Wilhelm Hausenstein schrieb in seinen „Pariser Erinnerungen" über Adenauer: „Sein Christentum war mir je und je umso deutlicher, als es nie aus einer jedes Misstrauen ausschließenden Diskretion heraustrat. Der Kanzler bewegte sich in seinem Christentum ohne die geringste Auffälligkeit, vielmehr mit aller Zurückhaltung einer unmittelbaren Realität, die gar nicht auf den Gedanken kommt, sich zu beweisen."

Konrad Adenauer hat einmal Politik als die Kunst bezeichnet, das auf ethischer Grundlage als richtig Erkannte zu verwirklichen. Ein solches Politikverständnis bedeutet einerseits, dass Politik, wenn sie menschlich sein soll, sich nicht nur an sittlichen Grundsätzen orientieren, sondern sich auch sittlich begründete Ziele setzen muss. Ein solches Politikverständnis erfordert aber auch, dass der Politiker die Kunst der Verwirklichung beherrschen muss. Es ist kein Zeichen besonderer moralischer Qualität, wenn der Politiker versucht, sein Ziel durch einzelne moralische Kraftakte durchzusetzen. Der Politiker darf es nicht an der nötigen Besonnenheit und Gewissenhaftigkeit fehlen lassen, die das Alltagsgeschäft der Politik erfordert, nur um moralisches Prestige zu gewinnen. Der Politiker muss vielmehr sein sittlich begründetes Ziel geduldig und sachgerecht in die gegebenen wirklichen Verhältnisse gewissermaßen übersetzen.

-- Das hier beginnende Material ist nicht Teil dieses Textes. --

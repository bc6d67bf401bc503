//! Auto-framing of the map around the projected route.

use shared::{Coordinate, RouteBounds};

#[derive(Debug, Clone, Copy, PartialEq)]
pub struct ViewportConfig {
    /// Symmetric padding added around the route's bounding box, in degrees.
    pub padding_deg: f64,
}

impl Default for ViewportConfig {
    fn default() -> Self {
        Self { padding_deg: 1.0 }
    }
}

/// Instruction for the map layer to fit the given bounds.
#[derive(Debug, Clone, Copy, PartialEq)]
pub struct ViewportCommand {
    pub bounds: RouteBounds,
}

/// Issues one reframe per distinct projected sequence.
#[derive(Debug, Default)]
pub struct ViewportController {
    config: ViewportConfig,
    last_seen: Option<Vec<Coordinate>>,
}

impl ViewportController {
    pub fn new(config: ViewportConfig) -> Self {
        Self {
            config,
            last_seen: None,
        }
    }

    /// Feed the latest projected sequence. Returns a command only when the
    /// sequence differs by value from the previous one and has more than
    /// one point.
    pub fn reframe(&mut self, coords: &[Coordinate]) -> Option<ViewportCommand> {
        if self.last_seen.as_deref() == Some(coords) {
            return None;
        }
        self.last_seen = Some(coords.to_vec());

        if coords.len() <= 1 {
            return None;
        }
        let bounds = bounding_box(coords)?;
        Some(ViewportCommand {
            bounds: pad(bounds, self.config.padding_deg),
        })
    }
}

/// Minimal box containing every coordinate.
pub fn bounding_box(coords: &[Coordinate]) -> Option<RouteBounds> {
    let first = coords.first()?;
    let seed = RouteBounds {
        min_lat: first.lat,
        max_lat: first.lat,
        min_lon: first.lon,
        max_lon: first.lon,
    };
    Some(coords.iter().skip(1).fold(seed, |b, c| RouteBounds {
        min_lat: b.min_lat.min(c.lat),
        max_lat: b.max_lat.max(c.lat),
        min_lon: b.min_lon.min(c.lon),
        max_lon: b.max_lon.max(c.lon),
    }))
}

fn pad(bounds: RouteBounds, padding: f64) -> RouteBounds {
    RouteBounds {
        min_lat: (bounds.min_lat - padding).max(-90.0),
        max_lat: (bounds.max_lat + padding).min(90.0),
        min_lon: (bounds.min_lon - padding).max(-180.0),
        max_lon: (bounds.max_lon + padding).min(180.0),
    }
}
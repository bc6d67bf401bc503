//! Client-side derived-view pipeline for the route finder.
//!
//! Everything here is synchronous and free of I/O: the frontend and the
//! native client perform the fetches and feed the results back in as events.

pub mod error;
pub mod geo;
pub mod icons;
pub mod projector;
pub mod registry;
pub mod session;
pub mod theme;
pub mod viewport;

pub use error::RouteError;
pub use icons::{MarkerRole, MarkerView, markers, resolve};
pub use projector::{Projection, project};
pub use registry::AirportRegistry;
pub use session::{
    FoundRoute, RequestToken, Route, RouteSession, RouteState, RouteTicket, Selection,
    SessionEvent, Settlement, Transition,
};
pub use theme::{Theme, ThemeSetting, ThemeStore};
pub use viewport::{ViewportCommand, ViewportConfig, ViewportController};
use chrono::Utc;

use crate::domain::{
    common::{CoreError, UserId, services::Service},
    post::{
        entities::{InsertPostInput, Post, PostId, UpdatePostInput},
        ports::PostService,
    },
    store::{
        DocumentCodec, DocumentId, FieldValue, millis_precision,
        ports::{DocumentStore, OrderDirection},
    },
};

const COLLECTION: &str = "posts";

impl<S> PostService for Service<S>
where
    S: DocumentStore,
{
    async fn create_post(&self, input: InsertPostInput) -> Result<Post, CoreError> {
        if input.user_id.0.trim().is_empty() {
            return Err(CoreError::MissingField { field: "userId" });
        }
        if input.username.trim().is_empty() {
            return Err(CoreError::MissingField { field: "username" });
        }
        if input.description.trim().is_empty() {
            return Err(CoreError::MissingField { field: "description" });
        }

        let mut post = Post {
            id: PostId::default(),
            user_id: input.user_id,
            username: input.username,
            description: input.description,
            user_image: input.user_image,
            created_at: millis_precision(input.created_at.unwrap_or_else(Utc::now)),
            likes: input.likes.unwrap_or_default(),
        };

        let assigned = self.store.insert(COLLECTION, post.encode()).await?;
        post.id = PostId::from(assigned);

        Ok(post)
    }

    async fn get_post(&self, id: &PostId) -> Result<Option<Post>, CoreError> {
        let doc = self.store.get(COLLECTION, &DocumentId::from(id)).await?;

        Ok(doc.as_ref().map(Post::decode))
    }

    async fn list_posts(&self, author: Option<&UserId>) -> Result<Vec<Post>, CoreError> {
        let filter = author.map(|user| ("userId", FieldValue::Str(user.0.clone())));

        let docs = self
            .store
            .query(COLLECTION, filter, "createdAt", OrderDirection::Descending)
            .await?;

        Ok(docs.iter().map(Post::decode).collect())
    }

    async fn update_post(&self, input: UpdatePostInput) -> Result<Post, CoreError> {
        let doc = self
            .store
            .get(COLLECTION, &DocumentId::from(&input.id))
            .await?
            .ok_or_else(|| CoreError::PostNotFound {
                id: input.id.clone(),
            })?;

        let mut post = Post::decode(&doc);
        if let Some(description) = input.description {
            post.description = description;
        }
        if let Some(user_image) = input.user_image {
            post.user_image = Some(user_image);
        }

        let replaced = self.store.replace(COLLECTION, &doc.id, post.encode()).await?;
        if !replaced {
            return Err(CoreError::PostNotFound { id: input.id });
        }

        Ok(post)
    }

    async fn delete_post(&self, id: &PostId) -> Result<(), CoreError> {
        let deleted = self.store.delete(COLLECTION, &DocumentId::from(id)).await?;
        if !deleted {
            return Err(CoreError::PostNotFound { id: id.clone() });
        }

        Ok(())
    }

    async fn toggle_like(&self, id: &PostId, user: &UserId) -> Result<Post, CoreError> {
        let doc = self
            .store
            .get(COLLECTION, &DocumentId::from(id))
            .await?
            .ok_or_else(|| CoreError::PostNotFound { id: id.clone() })?;

        let mut post = Post::decode(&doc);
        match post.likes.iter().position(|liker| liker == user) {
            Some(index) => {
                post.likes.remove(index);
            }
            None => post.likes.push(user.clone()),
        }

        let replaced = self.store.replace(COLLECTION, &doc.id, post.encode()).await?;
        if !replaced {
            return Err(CoreError::PostNotFound { id: id.clone() });
        }

        Ok(post)
    }
}
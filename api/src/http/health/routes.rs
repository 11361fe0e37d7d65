use axum::{Json, Router, routing::get};
use serde_json::{Value, json};

use crate::http::server::AppState;

pub fn health_routes() -> Router<AppState> {
    Router::new().route("/health", get(health_check))
}

async fn health_check() -> Json<Value> {
    Json(json!({ "status": "ok" }))
}
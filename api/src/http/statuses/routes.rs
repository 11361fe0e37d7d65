use utoipa_axum::{router::OpenApiRouter, routes};

use crate::{
    http::server::AppState,
    http::statuses::handlers::{
        __path_create_status, __path_delete_status, __path_get_status, __path_list_statuses,
        __path_update_status, create_status, delete_status, get_status, list_statuses,
        update_status,
    },
};

pub fn status_routes() -> OpenApiRouter<AppState> {
    OpenApiRouter::new()
        .routes(routes!(create_status))
        .routes(routes!(get_status))
        .routes(routes!(list_statuses))
        .routes(routes!(update_status))
        .routes(routes!(delete_status))
}
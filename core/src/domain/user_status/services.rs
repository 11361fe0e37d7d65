use chrono::Utc;

use crate::domain::{
    common::{CoreError, UserId, services::Service},
    store::{
        DocumentCodec, DocumentId, FieldValue, millis_precision,
        ports::{DocumentStore, OrderDirection},
    },
    user_status::{
        entities::{InsertUserStatusInput, UpdateUserStatusInput, UserStatus, UserStatusId},
        ports::UserStatusService,
    },
};

const COLLECTION: &str = "user_statuses";

impl<S> UserStatusService for Service<S>
where
    S: DocumentStore,
{
    async fn create_user_status(
        &self,
        input: InsertUserStatusInput,
    ) -> Result<UserStatus, CoreError> {
        let mut status = UserStatus {
            id: UserStatusId::default(),
            user_id: input.user_id,
            username: input.username,
            description: input.description,
            image_url: input.image_url,
            created_at: millis_precision(input.created_at.unwrap_or_else(Utc::now)),
        };

        let assigned = self.store.insert(COLLECTION, status.encode()).await?;
        status.id = UserStatusId::from(assigned);

        Ok(status)
    }

    async fn get_user_status(&self, id: &UserStatusId) -> Result<Option<UserStatus>, CoreError> {
        let doc = self.store.get(COLLECTION, &DocumentId::from(id)).await?;

        Ok(doc.as_ref().map(UserStatus::decode))
    }

    async fn list_user_statuses(
        &self,
        owner: Option<&UserId>,
    ) -> Result<Vec<UserStatus>, CoreError> {
        let filter = owner.map(|user| ("userId", FieldValue::Str(user.0.clone())));

        let docs = self
            .store
            .query(COLLECTION, filter, "createdAt", OrderDirection::Descending)
            .await?;

        Ok(docs.iter().map(UserStatus::decode).collect())
    }

    async fn update_user_status(
        &self,
        input: UpdateUserStatusInput,
    ) -> Result<UserStatus, CoreError> {
        let doc = self
            .store
            .get(COLLECTION, &DocumentId::from(&input.id))
            .await?
            .ok_or_else(|| CoreError::UserStatusNotFound {
                id: input.id.clone(),
            })?;

        let mut status = UserStatus::decode(&doc);
        if let Some(username) = input.username {
            status.username = username;
        }
        if let Some(description) = input.description {
            status.description = description;
        }
        if let Some(image_url) = input.image_url {
            status.image_url = Some(image_url);
        }

        let replaced = self
            .store
            .replace(COLLECTION, &doc.id, status.encode())
            .await?;
        if !replaced {
            return Err(CoreError::UserStatusNotFound { id: input.id });
        }

        Ok(status)
    }

    async fn delete_user_status(&self, id: &UserStatusId) -> Result<(), CoreError> {
        let deleted = self.store.delete(COLLECTION, &DocumentId::from(id)).await?;
        if !deleted {
            return Err(CoreError::UserStatusNotFound { id: id.clone() });
        }

        Ok(())
    }
}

Die Realitäten zu beachten und zu respektieren, ist allerdings etwas ganz anderes, als die Realitäten einfach anzuerkennen. Realitäten anerkennen heißt, dass man sie legitimiert, dass man vor ihnen kapituliert und darauf verzichtet, das sittlich Gebotene zu verwirklichen. Zur Sittlichkeit des Politikers gehören der Wille und der Mut, für seine als gut erkannte Sache hart zu kämpfen. Adenauers Geschicklichkeit und Taktik werden von seinen Freunden wie Gegnern gleichermaßen gerühmt. Doch seine Klugheit hätte ihm wenig genützt, wären seine Ziele nicht sittlich legitimiert gewesen und wäre er nicht bereit gewesen, unermüdlich dafür zu kämpfen. Auf einem CDU-Parteitag rief Adenauer einmal aus: „Kampf ist wichtiger in der Politik als Werbung." Erben Adenauers müssen wir auch in diesem Punkt sein.

Wir, die CDU/CSU, können sein Werk weitsichtiger christlich-demokratischer Politik nur dann fortführen, wenn wir nicht nur seine Gedanken aufnehmen und weiterdenken, sondern zäh und entschlossen an den als richtig erkannten Zielen festhalten und keinen Kampf dafür scheuen.

Als Konrad Adenauer 1949 Kanzler wurde, ging es ihm nicht nur darum, Krisen zu bewältigen. Er hat den Aufbruch zu neuen Zielen für unser Land gewagt; er hat die Energien dafür in unserem Volke freigesetzt. Er gehörte zu den wenigen, wie Spaak einmal von ihm gesagt hat, die eine Vision besaßen, die fähig waren, das Unmittelbare der Zukunft, den materiellen Vorteil zu opfern für die Verwirklichung einer Idee. Darum sollte es uns allen auch heute wieder gehen!

 

Quelle: Broschüre, hrsg. von der Bundesgeschäftsstelle der CDU.